Japan urged to sign UN nuke ban on Hiroshima anniversary
The mayor of Hiroshima urged Japan to sign a landmark UN treaty banning nuclear weapons as the city Tuesday marked 74 years since being targeted in the world's first atomic attack.
Prime Minister Shinzo Abe led commemorations at the Peace Memorial Park in Hiroshima as residents offered silent prayers, lit candles and placed wreathes to remember those killed in the August 6, 1945 bombing.
And mayor Kazumi Matsui used the occasion to push the Abe administration to sign the UN treaty on the prohibition of nuclear weapons (TPNW), approved by more than 120 nations, but rejected by the US and other nuclear armed countries.
"I call on the government of the only country to experience a nuclear weapon in war to accede to the hibakusha's (atomic bomb victims) request that the TPNW be signed and ratified," said Matsui.
"I urge Japan's leaders to manifest the pacifism of the Japanese constitution by displaying leadership in taking the next step towards a world free from nuclear weapons."
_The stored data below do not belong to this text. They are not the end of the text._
//! Service adapters: which AWS services a usage report may contain, how each
//! one lays out its columns, and which charts it draws.
//!
//! Dispatch goes through a fixed registry table keyed by service tag.  Adding
//! a service means adding a [`ServiceKind`] variant and one registry entry.

use std::fmt;

use crate::charts;
use crate::error::{BillingError, Result};
use crate::models::{ChartSpec, RawRow, UsageRecord};
use crate::time_utils::parse_report_timestamp;

// ── Row layouts ───────────────────────────────────────────────────────────────

/// Column layout of one service's rows.
#[derive(Debug, Clone, Copy, PartialEq, Eq)]
pub enum RowLayout {
    /// `Service, Operation, UsageType, StartTime, EndTime, UsageValue`
    Plain,
    /// `Service, Operation, UsageType, Resource, StartTime, EndTime, UsageValue`
    WithResource,
}

impl RowLayout {
    /// Number of fields a row must carry.
    pub fn width(self) -> usize {
        match self {
            Self::Plain => 6,
            Self::WithResource => 7,
        }
    }

    /// Index of the `StartTime` column; `EndTime` and `UsageValue` follow it.
    fn start_index(self) -> usize {
        match self {
            Self::Plain => 3,
            Self::WithResource => 4,
        }
    }
}

// ── ServiceKind ───────────────────────────────────────────────────────────────

/// Every AWS service this tool knows how to chart.
#[derive(Debug, Clone, Copy, PartialEq, Eq, Hash)]
pub enum ServiceKind {
    S3,
    SimpleDb,
    Sqs,
    CloudFront,
    Ses,
}

struct ServiceEntry {
    kind: ServiceKind,
    tag: &'static str,
    layout: RowLayout,
    charts: fn() -> Vec<ChartSpec>,
}

static REGISTRY: [ServiceEntry; 5] = [
    ServiceEntry {
        kind: ServiceKind::S3,
        tag: "AmazonS3",
        layout: RowLayout::WithResource,
        charts: charts::s3,
    },
    ServiceEntry {
        kind: ServiceKind::SimpleDb,
        tag: "AmazonSimpleDB",
        layout: RowLayout::Plain,
        charts: charts::simpledb,
    },
    ServiceEntry {
        kind: ServiceKind::Sqs,
        tag: "AWSQueueService",
        layout: RowLayout::Plain,
        charts: charts::sqs,
    },
    ServiceEntry {
        kind: ServiceKind::CloudFront,
        tag: "AmazonCloudFront",
        layout: RowLayout::WithResource,
        charts: charts::cloudfront,
    },
    ServiceEntry {
        kind: ServiceKind::Ses,
        tag: "AmazonSES",
        layout: RowLayout::Plain,
        charts: charts::ses,
    },
];

impl ServiceKind {
    /// All registered services, in registry order.
    pub const ALL: [ServiceKind; 5] = [
        ServiceKind::S3,
        ServiceKind::SimpleDb,
        ServiceKind::Sqs,
        ServiceKind::CloudFront,
        ServiceKind::Ses,
    ];

    /// Resolve the service named by a row's first field.
    ///
    /// `line` is only used for the error message.
    pub fn from_tag(tag: &str, line: u64) -> Result<Self> {
        REGISTRY
            .iter()
            .find(|entry| entry.tag == tag)
            .map(|entry| entry.kind)
            .ok_or_else(|| BillingError::UnknownService {
                tag: tag.to_string(),
                line,
            })
    }

    fn entry(self) -> &'static ServiceEntry {
        // REGISTRY holds one entry per variant, in declaration order.
        &REGISTRY[self as usize]
    }

    /// The tag identifying this service in usage reports.
    pub fn tag(self) -> &'static str {
        self.entry().tag
    }

    pub fn layout(self) -> RowLayout {
        self.entry().layout
    }

    /// Chart definitions drawn for this service, disabled ones included.
    pub fn charts(self) -> Vec<ChartSpec> {
        (self.entry().charts)()
    }

    /// Convert a raw report row into a [`UsageRecord`].
    ///
    /// Fields past the layout's width are ignored.
    pub fn normalize(self, row: &RawRow) -> Result<UsageRecord> {
        let layout = self.layout();
        if row.fields.len() < layout.width() {
            return Err(BillingError::MissingFields {
                service: self.tag().to_string(),
                line: row.line,
                expected: layout.width(),
                found: row.fields.len(),
            });
        }

        let fields = &row.fields;
        let resource = match layout {
            RowLayout::Plain => None,
            RowLayout::WithResource => Some(fields[3].clone()),
        };
        let at = layout.start_index();

        Ok(UsageRecord {
            service: fields[0].clone(),
            operation: fields[1].clone(),
            usage_type: fields[2].clone(),
            resource,
            start: timestamp_field(&fields[at], "StartTime", row.line)?,
            end: timestamp_field(&fields[at + 1], "EndTime", row.line)?,
            value: value_field(&fields[at + 2], row.line)?,
        })
    }
}

impl fmt::Display for ServiceKind {
    fn fmt(&self, f: &mut fmt::Formatter<'_>) -> fmt::Result {
        f.write_str(self.tag())
    }
}

// ── Field parsers ─────────────────────────────────────────────────────────────

fn timestamp_field(
    value: &str,
    field: &'static str,
    line: u64,
) -> Result<chrono::DateTime<chrono::Utc>> {
    parse_report_timestamp(value).ok_or_else(|| BillingError::InvalidTimestamp {
        field,
        value: value.to_string(),
        line,
    })
}

fn value_field(value: &str, line: u64) -> Result<f64> {
    value
        .trim()
        .parse::<f64>()
        .map_err(|_| BillingError::InvalidNumber {
            field: "UsageValue",
            value: value.to_string(),
            line,
        })
}

// ── Tests ─────────────────────────────────────────────────────────────────────

#[cfg(test)]
mod tests {
    use super::*;
    use crate::time_utils::epoch_millis;
    use chrono::Timelike;

    fn row(fields: &[&str]) -> RawRow {
        RawRow::new(2, fields.iter().map(|f| f.to_string()).collect())
    }

    // ── registry ──────────────────────────────────────────────────────────────

    #[test]
    fn test_registry_order_matches_variants() {
        for kind in ServiceKind::ALL {
            assert_eq!(kind.entry().kind, kind);
        }
    }

    #[test]
    fn test_from_tag_round_trip() {
        for kind in ServiceKind::ALL {
            assert_eq!(ServiceKind::from_tag(kind.tag(), 1).unwrap(), kind);
        }
    }

    #[test]
    fn test_from_tag_unknown() {
        let err = ServiceKind::from_tag("AmazonEC2", 7).unwrap_err();
        match err {
            BillingError::UnknownService { tag, line } => {
                assert_eq!(tag, "AmazonEC2");
                assert_eq!(line, 7);
            }
            other => panic!("unexpected error: {other}"),
        }
    }

    #[test]
    fn test_from_tag_is_case_sensitive() {
        assert!(ServiceKind::from_tag("amazons3", 1).is_err());
    }

    #[test]
    fn test_layouts() {
        assert_eq!(ServiceKind::S3.layout(), RowLayout::WithResource);
        assert_eq!(ServiceKind::CloudFront.layout(), RowLayout::WithResource);
        assert_eq!(ServiceKind::SimpleDb.layout(), RowLayout::Plain);
        assert_eq!(ServiceKind::Sqs.layout(), RowLayout::Plain);
        assert_eq!(ServiceKind::Ses.layout(), RowLayout::Plain);
    }

    // ── normalize ─────────────────────────────────────────────────────────────

    #[test]
    fn test_normalize_plain_row() {
        let record = ServiceKind::SimpleDb
            .normalize(&row(&[
                "AmazonSimpleDB",
                "SelectGet",
                "Requests",
                "01/01/70 00:01:00",
                "01/01/70 01:01:00",
                "3",
            ]))
            .unwrap();

        assert_eq!(record.service, "AmazonSimpleDB");
        assert_eq!(record.operation, "SelectGet");
        assert_eq!(record.usage_type, "Requests");
        assert_eq!(record.resource, None);
        assert_eq!(epoch_millis(record.start), 60_000);
        assert_eq!(record.end.hour(), 1);
        assert_eq!(record.value, 3.0);
    }

    #[test]
    fn test_normalize_resource_row() {
        let record = ServiceKind::S3
            .normalize(&row(&[
                "AmazonS3",
                "GetObject",
                "EU-Requests-Tier2",
                "my-bucket",
                "03/14/12 15:09:00",
                "03/14/12 16:09:00",
                "0.000123456789",
            ]))
            .unwrap();

        assert_eq!(record.resource.as_deref(), Some("my-bucket"));
        assert_eq!(record.start.minute(), 9);
        assert_eq!(record.value, 0.000123456789);
    }

    #[test]
    fn test_normalize_keeps_value_precision() {
        let record = ServiceKind::Ses
            .normalize(&row(&[
                "AmazonSES",
                "SendEmail",
                "DataTransfer-Out-Bytes",
                "01/01/12 00:00:00",
                "01/01/12 01:00:00",
                "123456789.987654321",
            ]))
            .unwrap();
        assert_eq!(record.value, "123456789.987654321".parse::<f64>().unwrap());
    }

    #[test]
    fn test_normalize_accepts_zero_and_negative() {
        let base = [
            "AWSQueueService",
            "Send",
            "Requests-RBP",
            "01/01/12 00:00:00",
            "01/01/12 01:00:00",
        ];
        for value in ["0", "-4.5"] {
            let mut fields = base.to_vec();
            fields.push(value);
            let record = ServiceKind::Sqs.normalize(&row(&fields)).unwrap();
            assert_eq!(record.value, value.parse::<f64>().unwrap());
        }
    }

    #[test]
    fn test_normalize_trims_value() {
        let record = ServiceKind::Sqs
            .normalize(&row(&[
                "AWSQueueService",
                "Receive",
                "Requests-RBP",
                "01/01/12 00:00:00",
                "01/01/12 01:00:00",
                " 12 ",
            ]))
            .unwrap();
        assert_eq!(record.value, 12.0);
    }

    #[test]
    fn test_normalize_ignores_extra_fields() {
        let record = ServiceKind::SimpleDb
            .normalize(&row(&[
                "AmazonSimpleDB",
                "ListDomains",
                "Requests",
                "01/01/12 00:00:00",
                "01/01/12 01:00:00",
                "1",
                "trailing",
            ]))
            .unwrap();
        assert_eq!(record.value, 1.0);
    }

    #[test]
    fn test_normalize_missing_fields() {
        let err = ServiceKind::CloudFront
            .normalize(&row(&["AmazonCloudFront", "GET", "EU-Requests-Tier1"]))
            .unwrap_err();
        assert!(err.is_parse_error());
        match err {
            BillingError::MissingFields {
                expected, found, ..
            } => {
                assert_eq!(expected, 7);
                assert_eq!(found, 3);
            }
            other => panic!("unexpected error: {other}"),
        }
    }

    #[test]
    fn test_normalize_bad_timestamp() {
        let err = ServiceKind::SimpleDb
            .normalize(&row(&[
                "AmazonSimpleDB",
                "SelectGet",
                "Requests",
                "01/01/12 00:00:00",
                "2012-01-01 01:00",
                "1",
            ]))
            .unwrap_err();
        match err {
            BillingError::InvalidTimestamp { field, value, line } => {
                assert_eq!(field, "EndTime");
                assert_eq!(value, "2012-01-01 01:00");
                assert_eq!(line, 2);
            }
            other => panic!("unexpected error: {other}"),
        }
    }

    #[test]
    fn test_normalize_bad_value() {
        let err = ServiceKind::SimpleDb
            .normalize(&row(&[
                "AmazonSimpleDB",
                "SelectGet",
                "Requests",
                "01/01/12 00:00:00",
                "01/01/12 01:00:00",
                "three",
            ]))
            .unwrap_err();
        assert!(matches!(err, BillingError::InvalidNumber { .. }));
    }

    // ── charts ────────────────────────────────────────────────────────────────

    #[test]
    fn test_every_service_has_charts() {
        for kind in ServiceKind::ALL {
            assert!(!kind.charts().is_empty(), "{kind} has no charts");
        }
    }

    #[test]
    fn test_display_is_tag() {
        assert_eq!(ServiceKind::Sqs.to_string(), "AWSQueueService");
    }
}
The mayor urged world leaders to come to the city to see the memorial for themselves, amid expectations that Pope Francis will visit later this year.
The ongoing threat from atomic weapons in the region was demonstrated as nuclear-armed North Korea fired off two "unidentified projectiles" off its eastern coast -- the latest in a series of tests.
Meanwhile, the US and Russia failed to renew a Cold War-era nuclear pact last week, triggering renewed fears of an arms race.
Japan remains the only country to have experienced atomic attack -- against Hiroshima and Nagasaki, days ahead of the country's surrender on August 15, 1945 to end World War II.
For his part, Abe reiterated a pledge to serve as a "bridge" between nations with and without nuclear weapons to rid the world of them.
"With help from both sides, I will patiently encourage them to engage in dialogue and I am resolved to lead international efforts towards this end," he said.